■ Task directions ■
Below are some records. Return exactly the lines from the one with "use tokio::sync::Mutex;" to the one with "and returns it.", and nothing else.

■ Exercise input ■
────

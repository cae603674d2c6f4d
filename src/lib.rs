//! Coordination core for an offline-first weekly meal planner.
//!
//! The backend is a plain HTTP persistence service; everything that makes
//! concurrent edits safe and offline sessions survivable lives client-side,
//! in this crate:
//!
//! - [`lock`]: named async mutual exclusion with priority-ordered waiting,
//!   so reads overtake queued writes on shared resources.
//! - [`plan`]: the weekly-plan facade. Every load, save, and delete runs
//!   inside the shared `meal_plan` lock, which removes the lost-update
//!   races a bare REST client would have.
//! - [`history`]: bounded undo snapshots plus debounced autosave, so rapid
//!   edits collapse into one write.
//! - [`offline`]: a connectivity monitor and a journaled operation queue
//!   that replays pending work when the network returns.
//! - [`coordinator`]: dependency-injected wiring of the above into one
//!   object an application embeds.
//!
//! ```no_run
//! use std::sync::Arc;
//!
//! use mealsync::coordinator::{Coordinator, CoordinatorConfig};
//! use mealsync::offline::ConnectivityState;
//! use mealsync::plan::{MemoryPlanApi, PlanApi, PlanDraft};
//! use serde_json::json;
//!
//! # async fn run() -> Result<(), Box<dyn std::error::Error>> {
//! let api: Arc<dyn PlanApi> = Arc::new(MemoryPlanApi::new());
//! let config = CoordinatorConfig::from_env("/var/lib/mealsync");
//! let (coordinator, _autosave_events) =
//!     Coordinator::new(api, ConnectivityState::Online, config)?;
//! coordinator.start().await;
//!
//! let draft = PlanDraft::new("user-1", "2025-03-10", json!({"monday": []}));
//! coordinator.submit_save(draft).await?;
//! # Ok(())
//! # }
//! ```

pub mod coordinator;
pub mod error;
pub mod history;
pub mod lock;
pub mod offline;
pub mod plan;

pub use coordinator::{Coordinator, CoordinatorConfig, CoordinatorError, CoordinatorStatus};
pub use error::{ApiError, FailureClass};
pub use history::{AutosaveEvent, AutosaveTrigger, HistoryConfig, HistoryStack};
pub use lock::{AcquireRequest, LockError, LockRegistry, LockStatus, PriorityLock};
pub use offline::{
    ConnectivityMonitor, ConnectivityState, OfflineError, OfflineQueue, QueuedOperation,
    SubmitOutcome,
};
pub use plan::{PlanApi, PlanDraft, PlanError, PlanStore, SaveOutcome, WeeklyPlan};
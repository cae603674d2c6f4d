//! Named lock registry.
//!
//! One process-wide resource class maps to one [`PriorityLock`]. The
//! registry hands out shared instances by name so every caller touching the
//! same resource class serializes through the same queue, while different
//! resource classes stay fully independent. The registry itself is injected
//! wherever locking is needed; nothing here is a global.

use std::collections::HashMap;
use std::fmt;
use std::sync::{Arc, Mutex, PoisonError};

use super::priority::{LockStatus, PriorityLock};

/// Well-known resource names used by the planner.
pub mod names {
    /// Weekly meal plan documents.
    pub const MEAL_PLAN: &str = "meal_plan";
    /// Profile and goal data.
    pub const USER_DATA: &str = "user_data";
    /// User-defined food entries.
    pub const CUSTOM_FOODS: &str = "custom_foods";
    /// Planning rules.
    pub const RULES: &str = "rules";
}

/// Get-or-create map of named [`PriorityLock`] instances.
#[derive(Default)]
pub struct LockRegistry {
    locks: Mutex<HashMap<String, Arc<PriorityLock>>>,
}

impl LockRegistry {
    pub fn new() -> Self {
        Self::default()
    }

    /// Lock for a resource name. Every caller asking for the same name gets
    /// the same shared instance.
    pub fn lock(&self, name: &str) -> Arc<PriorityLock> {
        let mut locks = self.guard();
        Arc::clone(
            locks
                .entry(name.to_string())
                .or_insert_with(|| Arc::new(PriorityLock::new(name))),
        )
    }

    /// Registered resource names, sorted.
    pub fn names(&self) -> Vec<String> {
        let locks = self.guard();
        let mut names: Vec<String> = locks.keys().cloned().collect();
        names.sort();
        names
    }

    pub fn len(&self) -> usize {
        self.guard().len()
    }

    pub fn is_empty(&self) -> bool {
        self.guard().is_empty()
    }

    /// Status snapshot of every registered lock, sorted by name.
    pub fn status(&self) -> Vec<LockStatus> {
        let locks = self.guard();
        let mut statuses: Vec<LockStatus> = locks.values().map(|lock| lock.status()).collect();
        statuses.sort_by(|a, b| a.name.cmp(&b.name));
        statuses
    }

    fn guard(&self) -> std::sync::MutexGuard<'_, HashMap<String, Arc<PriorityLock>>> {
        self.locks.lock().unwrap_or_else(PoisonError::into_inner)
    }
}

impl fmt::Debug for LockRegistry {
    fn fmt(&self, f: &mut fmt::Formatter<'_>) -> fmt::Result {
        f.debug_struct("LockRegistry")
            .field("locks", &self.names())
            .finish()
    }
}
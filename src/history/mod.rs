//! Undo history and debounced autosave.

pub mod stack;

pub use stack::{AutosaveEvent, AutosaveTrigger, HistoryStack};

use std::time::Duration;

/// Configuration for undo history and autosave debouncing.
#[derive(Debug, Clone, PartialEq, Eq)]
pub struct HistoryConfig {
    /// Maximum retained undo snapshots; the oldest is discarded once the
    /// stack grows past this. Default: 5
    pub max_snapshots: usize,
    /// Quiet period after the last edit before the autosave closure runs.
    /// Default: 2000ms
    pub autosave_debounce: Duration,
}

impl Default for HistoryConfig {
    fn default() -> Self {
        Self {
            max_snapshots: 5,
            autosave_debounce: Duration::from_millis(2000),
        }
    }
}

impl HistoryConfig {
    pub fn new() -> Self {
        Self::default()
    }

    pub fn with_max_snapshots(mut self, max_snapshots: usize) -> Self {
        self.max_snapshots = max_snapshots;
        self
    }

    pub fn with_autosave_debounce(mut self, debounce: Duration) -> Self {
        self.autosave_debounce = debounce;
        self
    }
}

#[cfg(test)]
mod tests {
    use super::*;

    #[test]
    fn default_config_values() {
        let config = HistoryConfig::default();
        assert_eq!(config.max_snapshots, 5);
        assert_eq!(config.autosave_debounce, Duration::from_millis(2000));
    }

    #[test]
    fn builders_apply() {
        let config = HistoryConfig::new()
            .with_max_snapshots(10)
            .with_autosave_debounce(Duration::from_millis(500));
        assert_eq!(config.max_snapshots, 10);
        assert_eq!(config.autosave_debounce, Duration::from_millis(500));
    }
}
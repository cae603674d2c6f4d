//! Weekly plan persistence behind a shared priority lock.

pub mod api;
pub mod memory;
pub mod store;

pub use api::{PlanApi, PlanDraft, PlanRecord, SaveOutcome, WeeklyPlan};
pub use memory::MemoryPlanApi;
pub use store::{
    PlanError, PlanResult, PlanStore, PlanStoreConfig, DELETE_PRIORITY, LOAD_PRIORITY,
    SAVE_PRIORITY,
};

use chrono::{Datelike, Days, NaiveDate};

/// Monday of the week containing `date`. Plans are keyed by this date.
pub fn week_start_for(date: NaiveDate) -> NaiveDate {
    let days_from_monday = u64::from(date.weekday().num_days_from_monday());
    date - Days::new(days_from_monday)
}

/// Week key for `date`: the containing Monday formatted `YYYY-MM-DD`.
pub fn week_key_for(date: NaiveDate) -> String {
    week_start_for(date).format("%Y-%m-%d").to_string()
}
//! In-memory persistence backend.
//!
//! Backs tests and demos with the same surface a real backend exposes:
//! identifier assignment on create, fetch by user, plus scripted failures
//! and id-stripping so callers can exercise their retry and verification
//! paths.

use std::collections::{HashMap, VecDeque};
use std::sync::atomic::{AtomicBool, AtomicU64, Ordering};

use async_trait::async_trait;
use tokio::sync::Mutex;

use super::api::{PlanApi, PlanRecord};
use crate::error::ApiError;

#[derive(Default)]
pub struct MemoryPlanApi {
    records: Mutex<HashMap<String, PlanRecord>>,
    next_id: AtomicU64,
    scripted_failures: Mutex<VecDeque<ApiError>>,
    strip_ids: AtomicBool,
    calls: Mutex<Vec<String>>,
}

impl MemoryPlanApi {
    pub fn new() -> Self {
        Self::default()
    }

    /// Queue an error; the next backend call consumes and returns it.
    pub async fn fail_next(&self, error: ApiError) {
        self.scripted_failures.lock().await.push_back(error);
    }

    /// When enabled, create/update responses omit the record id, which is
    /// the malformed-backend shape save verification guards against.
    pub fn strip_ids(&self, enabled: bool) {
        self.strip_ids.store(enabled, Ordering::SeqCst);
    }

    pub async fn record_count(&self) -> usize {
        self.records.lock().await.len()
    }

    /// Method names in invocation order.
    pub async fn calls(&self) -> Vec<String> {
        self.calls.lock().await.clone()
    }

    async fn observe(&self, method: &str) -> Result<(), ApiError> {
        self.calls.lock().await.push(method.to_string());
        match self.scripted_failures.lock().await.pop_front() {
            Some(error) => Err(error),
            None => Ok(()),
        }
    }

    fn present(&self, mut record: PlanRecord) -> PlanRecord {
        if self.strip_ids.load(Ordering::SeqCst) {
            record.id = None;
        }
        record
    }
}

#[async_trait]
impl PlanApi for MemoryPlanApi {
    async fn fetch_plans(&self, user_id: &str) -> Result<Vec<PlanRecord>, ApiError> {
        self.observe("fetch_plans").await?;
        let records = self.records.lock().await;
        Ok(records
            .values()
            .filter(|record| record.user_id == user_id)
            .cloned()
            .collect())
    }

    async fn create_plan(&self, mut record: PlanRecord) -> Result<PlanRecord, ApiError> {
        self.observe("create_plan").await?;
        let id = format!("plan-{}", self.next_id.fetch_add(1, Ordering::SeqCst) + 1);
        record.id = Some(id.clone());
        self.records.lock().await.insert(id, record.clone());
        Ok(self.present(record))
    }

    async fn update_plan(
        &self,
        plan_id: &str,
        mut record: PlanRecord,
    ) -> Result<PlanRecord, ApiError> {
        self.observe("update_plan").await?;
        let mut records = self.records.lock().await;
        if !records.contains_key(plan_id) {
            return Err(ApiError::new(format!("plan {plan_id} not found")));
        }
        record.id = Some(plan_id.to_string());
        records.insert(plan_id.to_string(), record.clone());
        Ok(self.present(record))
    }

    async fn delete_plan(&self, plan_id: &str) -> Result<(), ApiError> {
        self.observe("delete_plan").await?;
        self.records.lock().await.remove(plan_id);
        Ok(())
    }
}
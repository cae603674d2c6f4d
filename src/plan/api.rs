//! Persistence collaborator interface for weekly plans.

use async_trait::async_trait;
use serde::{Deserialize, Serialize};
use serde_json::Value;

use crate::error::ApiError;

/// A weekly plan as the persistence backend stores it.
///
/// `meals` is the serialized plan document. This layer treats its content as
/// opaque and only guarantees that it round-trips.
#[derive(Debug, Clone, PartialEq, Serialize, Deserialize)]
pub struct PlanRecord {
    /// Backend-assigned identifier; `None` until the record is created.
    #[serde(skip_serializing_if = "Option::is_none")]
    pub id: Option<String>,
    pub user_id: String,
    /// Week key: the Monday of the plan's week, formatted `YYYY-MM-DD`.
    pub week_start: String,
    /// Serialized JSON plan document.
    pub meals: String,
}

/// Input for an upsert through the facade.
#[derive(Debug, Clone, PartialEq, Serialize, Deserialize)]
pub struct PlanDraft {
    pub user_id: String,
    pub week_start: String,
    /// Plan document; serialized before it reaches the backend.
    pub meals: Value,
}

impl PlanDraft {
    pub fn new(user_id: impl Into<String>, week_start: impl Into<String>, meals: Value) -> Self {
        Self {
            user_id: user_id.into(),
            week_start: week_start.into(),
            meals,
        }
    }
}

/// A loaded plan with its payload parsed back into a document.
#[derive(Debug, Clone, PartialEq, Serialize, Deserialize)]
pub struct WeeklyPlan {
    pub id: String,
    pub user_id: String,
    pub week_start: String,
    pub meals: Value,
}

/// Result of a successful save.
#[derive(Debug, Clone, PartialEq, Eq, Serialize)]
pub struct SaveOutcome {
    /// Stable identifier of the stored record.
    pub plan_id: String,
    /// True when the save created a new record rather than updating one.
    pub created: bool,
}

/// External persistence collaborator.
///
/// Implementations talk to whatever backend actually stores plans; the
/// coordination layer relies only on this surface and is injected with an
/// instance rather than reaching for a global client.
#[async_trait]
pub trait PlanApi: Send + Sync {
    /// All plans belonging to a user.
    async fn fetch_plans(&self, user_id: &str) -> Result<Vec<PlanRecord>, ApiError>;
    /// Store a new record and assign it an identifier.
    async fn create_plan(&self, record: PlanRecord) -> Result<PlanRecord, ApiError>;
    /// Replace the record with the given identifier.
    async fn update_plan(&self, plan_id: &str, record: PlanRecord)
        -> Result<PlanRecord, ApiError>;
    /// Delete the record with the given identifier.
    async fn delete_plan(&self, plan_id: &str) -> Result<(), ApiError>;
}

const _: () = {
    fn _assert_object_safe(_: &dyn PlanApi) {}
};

────

■ Output for this exercise ■
use tokio::sync::Mutex;

use super::api::{PlanApi, PlanRecord};
use crate::error::ApiError;

#[derive(Default)]
pub struct MemoryPlanApi {
    records: Mutex<HashMap<String, PlanRecord>>,
    next_id: AtomicU64,
    scripted_failures: Mutex<VecDeque<ApiError>>,
    strip_ids: AtomicBool,
    calls: Mutex<Vec<String>>,
}

impl MemoryPlanApi {
    pub fn new() -> Self {
        Self::default()
    }

    /// Queue an error; the next backend call consumes and returns it.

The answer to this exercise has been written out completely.